**Extracted data entries**:
____

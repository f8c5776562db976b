//! Materialized `run` arguments of a service container.
//!
//! Order: `-i --name`, `-e` entries, `--privileged`, `--link`, `-p`, `-v`,
//! `--entrypoint`, the canonical image, then the command.

use rack_common::error::RuntimeError;
use rack_common::types::{ContainerName, ImageTag};
use rack_manifest::env::ResolvedVar;
use rack_manifest::ports::PortMapping;
use rack_manifest::{Service, ServiceCommand};

/// Renders the arguments following `run` for `service` of `app`.
///
/// `shift` is the effective host port shift of this service.
///
/// # Errors
///
/// Returns [`RuntimeError::InvalidPort`] for a port declaration that is
/// neither `container` nor `host:container`, or whose shifted host port
/// is out of range.
pub fn run_args(
    app: &str,
    service: &Service,
    env: &[ResolvedVar],
    shift: i32,
) -> Result<Vec<String>, RuntimeError> {
    let name = ContainerName::for_service(app, &service.name);
    let mut args = vec!["-i".to_string(), "--name".to_string(), name.to_string()];

    for var in env {
        args.push("-e".into());
        args.push(var.to_string());
    }

    if service.privileged {
        args.push("--privileged".into());
    }

    for link in &service.links {
        args.push("--link".into());
        args.push(format!(
            "{}:{}",
            ContainerName::for_service(app, &link.target),
            link.alias
        ));
    }

    for port in &service.ports {
        let mapping = PortMapping::parse(port)
            .and_then(|m| m.shifted(shift))
            .ok_or_else(|| RuntimeError::InvalidPort {
                service: service.name.clone(),
                port: port.clone(),
            })?;
        args.push("-p".into());
        args.push(mapping.to_string());
    }

    for volume in &service.volumes {
        args.push("-v".into());
        args.push(volume.clone());
    }

    if let Some(entrypoint) = &service.entrypoint {
        args.push("--entrypoint".into());
        args.push(entrypoint.clone());
    }

    args.push(ImageTag::canonical(app, &service.name).to_string());

    match &service.command {
        ServiceCommand::None => {}
        ServiceCommand::Shell(cmd) => {
            args.push("sh".into());
            args.push("-c".into());
            args.push(cmd.clone());
        }
        ServiceCommand::Argv(argv) => args.extend(argv.iter().cloned()),
    }

    Ok(args)
}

____

**Directions for this task**: A single number is the whole answer: the number of lines in the entries that include "ImageTag".

**Response to this exercise**: 2